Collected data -
use anyhow::Context;
use serde::Deserialize;
use std::path::{Path, PathBuf};

use crate::catalog::error::CatalogError;

/// Votes strictly above this promote a track.
pub const DEFAULT_PROMOTION_THRESHOLD: usize = 5;
pub const DEFAULT_DISPLAY_WINDOW_DAYS: u32 = 7;

#[derive(Debug, Deserialize)]
pub struct Config {
    pub version: u32,
    pub database: Database,
    pub playlist: PlaylistConfig,
    #[serde(default)]
    pub spotify: SpotifyConfig,
    pub http: HttpConfig,
}

impl Config {
    pub fn load(path: &Path) -> anyhow::Result<Config> {
        let contents = std::fs::read_to_string(path)
            .with_context(|| format!("Failed to read config {}", path.to_string_lossy()))?;
        toml::from_str(&contents).with_context(|| "Failed to parse config TOML")
    }
}

#[derive(Debug, Deserialize, Clone)]
pub struct HttpConfig {
    pub bind_addr: String,
    pub port: u16,
}

#[derive(Debug, Deserialize, Clone)]
pub struct Database {
    pub in_memory: bool,
    pub path: Option<PathBuf>,
}

/// The playlist votes are collected for, and the voting rules
#[derive(Debug, Deserialize, Clone)]
pub struct PlaylistConfig {
    pub id: String,
    #[serde(default = "default_threshold")]
    pub promotion_threshold: usize,
    #[serde(default = "default_window")]
    pub display_window_days: u32,
    /// run a promotion scan after every vote
    #[serde(default = "default_true")]
    pub auto_promote: bool,
}

fn default_threshold() -> usize {
    DEFAULT_PROMOTION_THRESHOLD
}

fn default_window() -> u32 {
    DEFAULT_DISPLAY_WINDOW_DAYS
}

fn default_true() -> bool {
    true
}

#[derive(Debug, Deserialize, Clone)]
#[serde(default)]
pub struct SpotifyConfig {
    pub client_id: Option<String>,
    pub client_secret: Option<String>,
    pub refresh_token: Option<String>,
    pub api_base: String,
    pub accounts_base: String,
    pub timeout_secs: u64,
}

impl Default for SpotifyConfig {
    fn default() -> Self {
        Self {
            client_id: None,
            client_secret: None,
            refresh_token: None,
            api_base: "https://api.spotify.com/v1".to_string(),
            accounts_base: "https://accounts.spotify.com".to_string(),
            timeout_secs: 10,
        }
    }
}

#[derive(Debug, Clone, PartialEq, Eq)]
pub struct SpotifyCredentials {
    pub client_id: String,
    pub client_secret: String,
    pub refresh_token: String,
}

impl SpotifyConfig {
    /// Values from the config file win, environment variables fill the gaps.
    pub fn credentials(&self) -> Result<SpotifyCredentials, CatalogError> {
        self.credentials_with(|key| std::env::var(key).ok())
    }

    fn credentials_with(
        &self,
        env: impl Fn(&str) -> Option<String>,
    ) -> Result<SpotifyCredentials, CatalogError> {
        let pick = |value: &Option<String>, key: &str| {
            value
                .clone()
                .or_else(|| env(key))
                .filter(|v| !v.trim().is_empty())
                .ok_or_else(|| CatalogError::Config(format!("{key} is not set")))
        };
        Ok(SpotifyCredentials {
            client_id: pick(&self.client_id, "SPOTIFY_CLIENT_ID")?,
            client_secret: pick(&self.client_secret, "SPOTIFY_CLIENT_SECRET")?,
            refresh_token: pick(&self.refresh_token, "SPOTIFY_REFRESH_TOKEN")?,
        })
    }
}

ASSIGNED TASK - When the records above are checked line by line, how many lines contain the word "CatalogError"? Please give only that number.

YOUR SOLUTION - 4